■ **Problem requirements**: Search each line of the data for the word "Solana"; copy every line where it is found.

Stored data

-*-*-

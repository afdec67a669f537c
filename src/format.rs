//! Canonical message text.
//!
//! ```text
//! <domain> wants you to sign in with your <chain> account:
//! <address>
//!
//! <statement>
//!
//! URI: <uri>
//! Version: <version>
//! Chain ID: <chain id>
//! Nonce: <nonce>
//! Issued At: <issued at>
//! Expiration Time: <expiration time>
//! Not Before: <not before>
//! Request ID: <request id>
//! Resources:
//! - <resource>
//! ```
//!
//! Without a statement the address is followed by two blank lines. The
//! trailing optional lines appear only when set, always in this order.
//! Signatures are made over these exact bytes.

use crate::{
    chains::ChainType,
    error::{Result, SiwxError},
    message::MessageFields,
};
use chrono::{DateTime, SecondsFormat, Utc};
use std::iter::Peekable;
use std::str::Split;

const HEADER_INFIX: &str = " wants you to sign in with your ";
const HEADER_SUFFIX: &str = " account:";
const URI_TAG: &str = "URI: ";
const VERSION_TAG: &str = "Version: ";
const CHAIN_ID_TAG: &str = "Chain ID: ";
const NONCE_TAG: &str = "Nonce: ";
const ISSUED_AT_TAG: &str = "Issued At: ";
const EXPIRATION_TIME_TAG: &str = "Expiration Time: ";
const NOT_BEFORE_TAG: &str = "Not Before: ";
const REQUEST_ID_TAG: &str = "Request ID: ";
const RESOURCES_TAG: &str = "Resources:";
const RESOURCE_PREFIX: &str = "- ";

/// Render a timestamp as RFC 3339 with milliseconds and a `Z` suffix
pub fn format_timestamp(time: DateTime<Utc>) -> String {
    time.to_rfc3339_opts(SecondsFormat::Millis, true)
}

/// Parse an RFC 3339 timestamp, naming the field on failure
pub fn parse_timestamp(field: &'static str, value: &str) -> Result<DateTime<Utc>> {
    DateTime::parse_from_rfc3339(value)
        .map(|time| time.with_timezone(&Utc))
        .map_err(|_| SiwxError::InvalidTimeFormat {
            field,
            value: value.to_string(),
        })
}

/// `None` for a missing or empty string
pub(crate) fn non_empty(value: &Option<String>) -> Option<&str> {
    value.as_deref().filter(|v| !v.is_empty())
}

/// Render finalized fields into the canonical text
///
/// Expects validated fields; a missing `nonce` or `issued_at` is reported
/// as `UnableToParse`.
pub(crate) fn render(fields: &MessageFields, chain_name: &str) -> Result<String> {
    let nonce = non_empty(&fields.nonce)
        .ok_or_else(|| SiwxError::UnableToParse("missing Nonce".to_string()))?;
    let issued_at = non_empty(&fields.issued_at)
        .ok_or_else(|| SiwxError::UnableToParse("missing Issued At".to_string()))?;

    let mut lines = vec![
        format!("{}{HEADER_INFIX}{chain_name}{HEADER_SUFFIX}", fields.domain),
        fields.address.clone(),
        String::new(),
    ];
    if let Some(statement) = non_empty(&fields.statement) {
        lines.push(statement.to_string());
    }
    lines.push(String::new());

    lines.push(format!("{URI_TAG}{}", fields.uri));
    lines.push(format!("{VERSION_TAG}{}", fields.version));
    lines.push(format!("{CHAIN_ID_TAG}{}", fields.chain_id));
    lines.push(format!("{NONCE_TAG}{nonce}"));
    lines.push(format!("{ISSUED_AT_TAG}{issued_at}"));
    if let Some(expiration_time) = non_empty(&fields.expiration_time) {
        lines.push(format!("{EXPIRATION_TIME_TAG}{expiration_time}"));
    }
    if let Some(not_before) = non_empty(&fields.not_before) {
        lines.push(format!("{NOT_BEFORE_TAG}{not_before}"));
    }
    if let Some(request_id) = non_empty(&fields.request_id) {
        lines.push(format!("{REQUEST_ID_TAG}{request_id}"));
    }
    if let Some(resources) = &fields.resources {
        lines.push(RESOURCES_TAG.to_string());
        lines.extend(resources.iter().map(|r| format!("{RESOURCE_PREFIX}{r}")));
    }

    Ok(lines.join("\n"))
}

type Lines<'a> = Peekable<Split<'a, char>>;

fn next_line<'a>(lines: &mut Lines<'a>, what: &str) -> Result<&'a str> {
    lines
        .next()
        .ok_or_else(|| SiwxError::UnableToParse(format!("missing {what}")))
}

fn blank_line(lines: &mut Lines<'_>, after: &str) -> Result<()> {
    match lines.next() {
        Some("") => Ok(()),
        Some(line) => Err(SiwxError::UnableToParse(format!(
            "expected blank line after {after}, found {line:?}"
        ))),
        None => Err(SiwxError::UnableToParse(format!(
            "missing blank line after {after}"
        ))),
    }
}

fn tagged<'a>(lines: &mut Lines<'a>, tag: &str) -> Result<&'a str> {
    let line = next_line(lines, tag.trim_end())?;
    line.strip_prefix(tag)
        .ok_or_else(|| SiwxError::UnableToParse(format!("expected {tag:?}, found {line:?}")))
}

fn optional_tagged<'a>(lines: &mut Lines<'a>, tag: &str) -> Option<String> {
    lines
        .next_if(|line| line.starts_with(tag))
        .map(|line| line[tag.len()..].to_string())
}

/// Parse canonical text back into its chain type and fields
///
/// Lines must appear exactly as [`render`] writes them.
///
/// # Errors
/// `UnableToParse` naming the first line that does not fit.
pub fn parse_message(text: &str) -> Result<(ChainType, MessageFields)> {
    let mut lines = text.split('\n').peekable();

    let header = next_line(&mut lines, "header")?;
    let (domain, chain_name) = header
        .strip_suffix(HEADER_SUFFIX)
        .and_then(|rest| rest.split_once(HEADER_INFIX))
        .ok_or_else(|| SiwxError::UnableToParse(format!("invalid header {header:?}")))?;
    let chain_type = ChainType::from_chain_name(chain_name).ok_or_else(|| {
        SiwxError::UnableToParse(format!("unknown chain {chain_name:?} in header"))
    })?;

    let address = next_line(&mut lines, "address")?;
    blank_line(&mut lines, "address")?;
    let statement = match next_line(&mut lines, "URI")? {
        "" => None,
        statement => {
            blank_line(&mut lines, "statement")?;
            Some(statement.to_string())
        }
    };

    let uri = tagged(&mut lines, URI_TAG)?;
    let version = tagged(&mut lines, VERSION_TAG)?;
    let chain_id = tagged(&mut lines, CHAIN_ID_TAG)?;
    let chain_id = chain_id
        .parse::<i64>()
        .map_err(|_| SiwxError::UnableToParse(format!("invalid Chain ID {chain_id:?}")))?;
    let nonce = tagged(&mut lines, NONCE_TAG)?;
    let issued_at = tagged(&mut lines, ISSUED_AT_TAG)?;
    let expiration_time = optional_tagged(&mut lines, EXPIRATION_TIME_TAG);
    let not_before = optional_tagged(&mut lines, NOT_BEFORE_TAG);
    let request_id = optional_tagged(&mut lines, REQUEST_ID_TAG);

    let resources = match lines.next_if_eq(&RESOURCES_TAG) {
        Some(_) => {
            let mut resources = Vec::new();
            while let Some(line) = lines.next_if(|line| line.starts_with(RESOURCE_PREFIX)) {
                resources.push(line[RESOURCE_PREFIX.len()..].to_string());
            }
            Some(resources)
        }
        None => None,
    };

    if let Some(line) = lines.next() {
        return Err(SiwxError::UnableToParse(format!("unexpected line {line:?}")));
    }

    let fields = MessageFields {
        domain: domain.to_string(),
        address: address.to_string(),
        statement,
        uri: uri.to_string(),
        version: version.to_string(),
        chain_id,
        nonce: Some(nonce.to_string()),
        issued_at: Some(issued_at.to_string()),
        expiration_time,
        not_before,
        request_id,
        resources,
    };
    Ok((chain_type, fields))
}

#[cfg(test)]
mod tests {
    use super::*;

    fn fields() -> MessageFields {
        MessageFields::new(
            "example.com",
            "0x5aAeb6053F3E94C9b9A09f33669435E7Ef1BeAed",
            "https://example.com/login",
            1,
        )
        .with_nonce("abcdefgh12")
        .with_issued_at("2024-05-01T12:00:00.000Z")
    }

    #[test]
    fn test_render_minimal() {
        let text = render(&fields(), "Ethereum").unwrap();
        assert_eq!(
            text,
            "example.com wants you to sign in with your Ethereum account:\n\
             0x5aAeb6053F3E94C9b9A09f33669435E7Ef1BeAed\n\
             \n\
             \n\
             URI: https://example.com/login\n\
             Version: 1\n\
             Chain ID: 1\n\
             Nonce: abcdefgh12\n\
             Issued At: 2024-05-01T12:00:00.000Z"
        );
    }

    #[test]
    fn test_render_full() {
        let fields = fields()
            .with_statement("I accept the Terms of Service")
            .with_expiration_time("2024-05-02T12:00:00.000Z")
            .with_not_before("2024-05-01T11:00:00.000Z")
            .with_request_id("req-42")
            .with_resources(["ipfs://bafybeiemxf5abjwjbikoz4mc3a3dla6ual3jsgpdr4cjr3oz3evfyavhwq", "https://example.com/my-web2-claim.json"]);
        let mut fields = fields;
        fields.chain_id = -1;

        let text = render(&fields, "Solana").unwrap();
        assert_eq!(
            text,
            "example.com wants you to sign in with your Solana account:\n\
             0x5aAeb6053F3E94C9b9A09f33669435E7Ef1BeAed\n\
             \n\
             I accept the Terms of Service\n\
             \n\
             URI: https://example.com/login\n\
             Version: 1\n\
             Chain ID: -1\n\
             Nonce: abcdefgh12\n\
             Issued At: 2024-05-01T12:00:00.000Z\n\
             Expiration Time: 2024-05-02T12:00:00.000Z\n\
             Not Before: 2024-05-01T11:00:00.000Z\n\
             Request ID: req-42\n\
             Resources:\n\
             - ipfs://bafybeiemxf5abjwjbikoz4mc3a3dla6ual3jsgpdr4cjr3oz3evfyavhwq\n\
             - https://example.com/my-web2-claim.json"
        );
    }

    #[test]
    fn test_empty_statement_renders_as_absent() {
        let with_empty = render(&fields().with_statement(""), "Ethereum").unwrap();
        assert_eq!(with_empty, render(&fields(), "Ethereum").unwrap());
    }

    #[test]
    fn test_parse_inverts_render() {
        let fields = fields()
            .with_statement("Sign in")
            .with_not_before("2024-05-01T11:00:00.000Z")
            .with_resources(["https://example.com/a"]);
        let text = render(&fields, "Ethereum").unwrap();

        let (chain_type, parsed) = parse_message(&text).unwrap();
        assert_eq!(chain_type, ChainType::Evm);
        assert_eq!(parsed, fields);
        assert_eq!(render(&parsed, "Ethereum").unwrap(), text);
    }

    #[test]
    fn test_parse_without_statement() {
        let text = render(&fields(), "Solana").unwrap();
        let (chain_type, parsed) = parse_message(&text).unwrap();
        assert_eq!(chain_type, ChainType::Solana);
        assert_eq!(parsed.statement, None);
        assert_eq!(parsed.resources, None);
    }

    #[test]
    fn test_parse_rejects_unknown_chain() {
        let text = render(&fields(), "Bitcoin").unwrap();
        assert!(matches!(parse_message(&text), Err(SiwxError::UnableToParse(_))));
    }

    #[test]
    fn test_parse_rejects_out_of_order_lines() {
        let text = render(&fields(), "Ethereum")
            .unwrap()
            .replace("Version: 1\nChain ID: 1", "Chain ID: 1\nVersion: 1");
        assert!(matches!(parse_message(&text), Err(SiwxError::UnableToParse(_))));
    }

    #[test]
    fn test_parse_rejects_trailing_lines() {
        let text = format!("{}\nExtra: value", render(&fields(), "Ethereum").unwrap());
        assert!(matches!(parse_message(&text), Err(SiwxError::UnableToParse(_))));

        let text = format!("{}\n", render(&fields(), "Ethereum").unwrap());
        assert!(matches!(parse_message(&text), Err(SiwxError::UnableToParse(_))));
    }

    #[test]
    fn test_parse_timestamp() {
        let time = parse_timestamp("time", "2024-05-01T12:00:00+02:00").unwrap();
        assert_eq!(format_timestamp(time), "2024-05-01T10:00:00.000Z");

        assert!(matches!(
            parse_timestamp("time", "yesterday"),
            Err(SiwxError::InvalidTimeFormat { field: "time", .. })
        ));
    }
}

-*-*-

■ **Result for this task**:
        let text = render(&fields, "Solana").unwrap();
            "example.com wants you to sign in with your Solana account:\n\
        let text = render(&fields(), "Solana").unwrap();
        assert_eq!(chain_type, ChainType::Solana);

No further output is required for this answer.